EXERCISE:
Search the entries below for "StarFieldGenerator", and copy each line where it appears.

PROVIDED DATA:
//! Background star field: a static point cloud on a spherical shell.

use glam::Vec3;
use rand::Rng;
use std::f32::consts::TAU;

/// Per-star data uploaded to the GPU instance buffer.
/// Must match the instance inputs of the star field shader.
#[repr(C)]
#[derive(Clone, Copy, Debug, PartialEq, bytemuck::Pod, bytemuck::Zeroable)]
pub struct StarSample {
    pub position: [f32; 3],
    /// Linear RGB.
    pub color: [f32; 3],
}

impl StarSample {
    #[inline]
    pub fn position(&self) -> Vec3 {
        Vec3::from(self.position)
    }
}

#[derive(Clone, Copy, Debug, PartialEq)]
pub struct StarFieldParams {
    pub count: usize,
    pub inner_radius: f32,
    pub outer_radius: f32,
    /// HSL hue in [0, 1).
    pub hue: f32,
    pub saturation: f32,
}

impl Default for StarFieldParams {
    fn default() -> Self {
        Self {
            count: 4500,
            inner_radius: 25.0,
            outer_radius: 50.0,
            hue: 0.6,
            saturation: 0.2,
        }
    }
}

/// World-space sprite size of a star.
pub const STAR_SIZE: f32 = 0.2;
pub const STAR_OPACITY: f32 = 0.8;

pub struct StarFieldGenerator {
    params: StarFieldParams,
}

impl StarFieldGenerator {
    pub fn new(params: StarFieldParams) -> Self {
        Self { params }
    }

    #[inline]
    pub fn params(&self) -> &StarFieldParams {
        &self.params
    }

    /// Draws `count` independent stars.
    ///
    /// Directions use the inverse-CDF construction (`polar = acos(2v - 1)`),
    /// which is uniform over the sphere; drawing the polar angle itself
    /// uniformly would bunch stars at the poles.
    pub fn generate<R: Rng>(&self, rng: &mut R) -> Vec<StarSample> {
        let p = &self.params;
        let band = p.outer_radius - p.inner_radius;

        (0..p.count)
            .map(|_| {
                let radius = p.inner_radius + rng.gen::<f32>() * band;
                let azimuth = TAU * rng.gen::<f32>();
                let polar = (2.0 * rng.gen::<f32>() - 1.0).clamp(-1.0, 1.0).acos();

                let position = spherical_to_cartesian(radius, azimuth, polar);
                let lightness = rng.gen::<f32>();
                let color = hsl_to_linear_rgb(p.hue, p.saturation, lightness);

                StarSample {
                    position: position.to_array(),
                    color,
                }
            })
            .collect()
    }
}

/// `(r sinφ cosθ, r sinφ sinθ, r cosφ)`.
#[inline]
pub fn spherical_to_cartesian(radius: f32, azimuth: f32, polar: f32) -> Vec3 {
    let (sin_p, cos_p) = polar.sin_cos();
    let (sin_a, cos_a) = azimuth.sin_cos();
    Vec3::new(
        radius * sin_p * cos_a,
        radius * sin_p * sin_a,
        radius * cos_p,
    )
}

/// HSL (sRGB) to linear RGB.
pub fn hsl_to_linear_rgb(h: f32, s: f32, l: f32) -> [f32; 3] {
    let h = h.rem_euclid(1.0);
    let s = s.clamp(0.0, 1.0);
    let l = l.clamp(0.0, 1.0);

    let rgb = if s == 0.0 {
        [l, l, l]
    } else {
        let q = if l <= 0.5 { l * (1.0 + s) } else { l + s - l * s };
        let p = 2.0 * l - q;
        [
            hue_to_rgb(p, q, h + 1.0 / 3.0),
            hue_to_rgb(p, q, h),
            hue_to_rgb(p, q, h - 1.0 / 3.0),
        ]
    };

    rgb.map(srgb_to_linear)
}

fn hue_to_rgb(p: f32, q: f32, t: f32) -> f32 {
    let t = t.rem_euclid(1.0);
    if t < 1.0 / 6.0 {
        p + (q - p) * 6.0 * t
    } else if t < 0.5 {
        q
    } else if t < 2.0 / 3.0 {
        p + (q - p) * 6.0 * (2.0 / 3.0 - t)
    } else {
        p
    }
}

/// Screen size of a star sprite with perspective attenuation: `size` is in
/// world units, `view_depth` is the (positive) distance along the view axis.
#[inline]
pub fn attenuated_size_px(size: f32, viewport_height: f32, view_depth: f32) -> f32 {
    size * (viewport_height * 0.5) / view_depth.max(f32::EPSILON)
}

#[inline]
pub fn srgb_to_linear(c: f32) -> f32 {
    if c < 0.04045 {
        c * 0.0773993808
    } else {
        (c * 0.9478672986 + 0.0521327014).powf(2.4)
    }
}

#[cfg(test)]
mod tests {
    use super::*;
    use rand::rngs::StdRng;
    use rand::SeedableRng;

    fn generator(count: usize) -> StarFieldGenerator {
        StarFieldGenerator::new(StarFieldParams {
            count,
            ..Default::default()
        })
    }

    #[test]
    fn returns_exactly_count_samples() {
        let mut rng = StdRng::seed_from_u64(7);
        for count in [0, 1, 17, 4500] {
            assert_eq!(generator(count).generate(&mut rng).len(), count);
        }
    }

    #[test]
    fn samples_lie_in_radius_band_without_nans() {
        let mut rng = StdRng::seed_from_u64(11);
        for star in generator(10_000).generate(&mut rng) {
            let p = star.position();
            assert!(p.is_finite());
            let r = p.length();
            // f32 rounding of sin/cos can nudge the radius by a few ulps.
            assert!((25.0 - 1e-3..=50.0 + 1e-3).contains(&r), "radius {r}");
            assert!(star.color.iter().all(|c| c.is_finite() && (0.0..=1.0).contains(c)));
        }
    }

    #[test]
    fn directions_are_uniform_in_cos_polar() {
        const N: usize = 40_000;
        const BINS: usize = 10;

        let mut rng = StdRng::seed_from_u64(42);
        let mut hist = [0usize; BINS];
        for star in generator(N).generate(&mut rng) {
            let p = star.position();
            let cos_polar = p.z / p.length();
            let bin = (((cos_polar + 1.0) * 0.5) * BINS as f32) as usize;
            hist[bin.min(BINS - 1)] += 1;
        }

        let expected = N as f32 / BINS as f32;
        for (i, n) in hist.iter().enumerate() {
            let dev = (*n as f32 - expected).abs() / expected;
            assert!(dev < 0.08, "bin {i} has {n}, expected ~{expected}");
        }
    }

    #[test]
    fn polar_angle_itself_is_not_uniform() {
        // Equal-width polar bins near the poles cover less area, so they must
        // hold fewer stars than the equatorial bins.
        let mut rng = StdRng::seed_from_u64(3);
        let mut pole = 0usize;
        let mut equator = 0usize;
        for star in generator(20_000).generate(&mut rng) {
            let p = star.position();
            let polar = (p.z / p.length()).clamp(-1.0, 1.0).acos();
            if polar < 0.3 {
                pole += 1;
            } else if (polar - std::f32::consts::FRAC_PI_2).abs() < 0.15 {
                equator += 1;
            }
        }
        assert!(pole * 2 < equator, "pole={pole} equator={equator}");
    }

    #[test]
    fn seeded_generation_is_reproducible() {
        let a = generator(64).generate(&mut StdRng::seed_from_u64(9));
        let b = generator(64).generate(&mut StdRng::seed_from_u64(9));
        assert_eq!(a, b);
    }

    #[test]
    fn hsl_extremes() {
        assert_eq!(hsl_to_linear_rgb(0.6, 0.2, 0.0), [0.0, 0.0, 0.0]);
        let white = hsl_to_linear_rgb(0.6, 0.2, 1.0);
        assert!(white.iter().all(|c| (c - 1.0).abs() < 1e-5));

        // Hue 0.6 is blue-ish: blue dominates at mid lightness.
        let mid = hsl_to_linear_rgb(0.6, 0.2, 0.5);
        assert!(mid[2] > mid[0]);
    }

    #[test]
    fn sprites_shrink_with_distance() {
        let near = attenuated_size_px(STAR_SIZE, 720.0, 25.0);
        let far = attenuated_size_px(STAR_SIZE, 720.0, 50.0);
        assert!((near - 2.88).abs() < 1e-4);
        assert!((near - 2.0 * far).abs() < 1e-4);
    }
}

EXERCISE OUTPUT:
pub struct StarFieldGenerator {
impl StarFieldGenerator {
    fn generator(count: usize) -> StarFieldGenerator {
        StarFieldGenerator::new(StarFieldParams {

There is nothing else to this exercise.